Many pundits and conspiracy theorists have previously described Zuffa as trying to immorally "rewrite history" and/or "take credit" for accomplishments that they had no part of. In actuality, this is an issue of public perception (something MMA still struggles with today) and Zuffa's efforts to reverse the negative image associated with the UFC and MMA.

I also spoke with a former MSNBC.com segment-producer about the "Zuffa Myth." She described news outlets as being fast-paced and competitive environments where dozens of stories compete for a small amount of air-time and streamlined punchy news-bites win out over long-convoluted ones. Unfortunately, a more accurate depiction of UFC's resurrection under Zuffa would be too complicated with too many gray areas for the mainstream media to digest and consequently less attractive of a story. Rather, the black and white "myth" version of how Zuffa are the "knights in shining armor" as White explains, is more easily reported by the media and understood by the mainstream public.
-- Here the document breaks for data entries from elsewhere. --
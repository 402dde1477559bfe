//! Stateless request builder and response parser for the dashboard API.
//!
//! # Design
//! `DashboardClient` holds only a `base_url`. Every endpoint is split into a
//! `build_*` method producing an `HttpRequest` and a `parse_*` method
//! consuming the matching `HttpResponse`, so the client never performs I/O.

use serde::de::DeserializeOwned;
use serde::Serialize;

use crate::error::{ApiError, ValidationBody};
use crate::http::{HttpRequest, HttpResponse};
use crate::types::{ActionResponse, ReorderRequest, SaveTodo, TodoId, TodoItem};

#[derive(Debug, Clone)]
pub struct DashboardClient {
    base_url: String,
}

impl DashboardClient {
    pub fn new(base_url: &str) -> Self {
        Self {
            base_url: base_url.trim_end_matches('/').to_string(),
        }
    }

    pub fn build_list_items(&self) -> HttpRequest {
        HttpRequest::get(format!("{}/todos", self.base_url))
    }

    pub fn build_get_item(&self, id: TodoId) -> HttpRequest {
        HttpRequest::get(format!("{}/todos/{id}", self.base_url))
    }

    pub fn build_save_item(&self, input: &SaveTodo) -> Result<HttpRequest, ApiError> {
        let body = to_json(input)?;
        Ok(HttpRequest::post_json(format!("{}/todos", self.base_url), body))
    }

    pub fn build_complete_item(&self, id: TodoId) -> HttpRequest {
        HttpRequest::post_empty(format!("{}/todos/{id}/done", self.base_url))
    }

    pub fn build_reorder(&self, ordered_ids: &[TodoId]) -> Result<HttpRequest, ApiError> {
        let body = to_json(&ReorderRequest::from_ids(ordered_ids))?;
        Ok(HttpRequest::post_json(
            format!("{}/todos/reorder", self.base_url),
            body,
        ))
    }

    pub fn parse_list_items(&self, response: HttpResponse) -> Result<Vec<TodoItem>, ApiError> {
        check_status(&response, 200)?;
        from_json(&response.body)
    }

    pub fn parse_get_item(&self, response: HttpResponse) -> Result<TodoItem, ApiError> {
        check_status(&response, 200)?;
        from_json(&response.body)
    }

    /// Returns the stored item; the toast text is dropped.
    pub fn parse_save_item(&self, response: HttpResponse) -> Result<TodoItem, ApiError> {
        check_status(&response, 200)?;
        let action: ActionResponse = from_json(&response.body)?;
        action
            .item
            .ok_or_else(|| ApiError::DeserializationError("save response has no item".to_string()))
    }

    pub fn parse_complete_item(&self, response: HttpResponse) -> Result<ActionResponse, ApiError> {
        check_status(&response, 200)?;
        from_json(&response.body)
    }

    pub fn parse_reorder(&self, response: HttpResponse) -> Result<(), ApiError> {
        check_status(&response, 200)
    }
}

fn to_json<T: Serialize>(value: &T) -> Result<String, ApiError> {
    serde_json::to_string(value).map_err(|e| ApiError::SerializationError(e.to_string()))
}

fn from_json<T: DeserializeOwned>(body: &str) -> Result<T, ApiError> {
    serde_json::from_str(body).map_err(|e| ApiError::DeserializationError(e.to_string()))
}

/// Map non-success status codes to the matching `ApiError` variant.
fn check_status(response: &HttpResponse, expected: u16) -> Result<(), ApiError> {
    match response.status {
        status if status == expected => Ok(()),
        404 => Err(ApiError::NotFound),
        422 => match serde_json::from_str::<ValidationBody>(&response.body) {
            Ok(body) => Err(ApiError::Validation(body)),
            Err(_) => Err(ApiError::HttpError {
                status: 422,
                body: response.body.clone(),
            }),
        },
        status => Err(ApiError::HttpError {
            status,
            body: response.body.clone(),
        }),
    }
}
While the "Zuffa Myth" aids in the public acceptance of MMA as a legitimate sport, it is morally difficult to defend a lie under any circumstance. Those who feel very strongly about the topic should take heart in that these mainstream articles that promote the myth are a dime-a-dozen and have little long-term effect on an Internet-enabled ADD generation.

We should be more concerned about future historical books that are written about MMA and if these books don't have a chapter about the "Zuffa Myth" and the role in played in MMA's perception, than we have a serious problem that needs to be addressed.

Chi Kong Lui

Chi Kong Lui

In the 1980s, Chi grew up in small town on the outskirts of New York City called Jackson Heights. Latino actor, John Leguizamo referred to the town as the "melting pot of the world," and while living there, Chi was exposed to many diverse cultures, as well as a bevy of arcade classics such as Pac-Man, Space Ace, Space Harrier and Double Dragon. Chi's love of videogames only seemed to grow as his parents finally caved and bought him an 8-bit Nintendo Entertainment System (after being the only kid in the block without one). In the 1990s, Chi finagled his way into the prestigious Fiorello H. LaGuardia High School for the Performing Arts.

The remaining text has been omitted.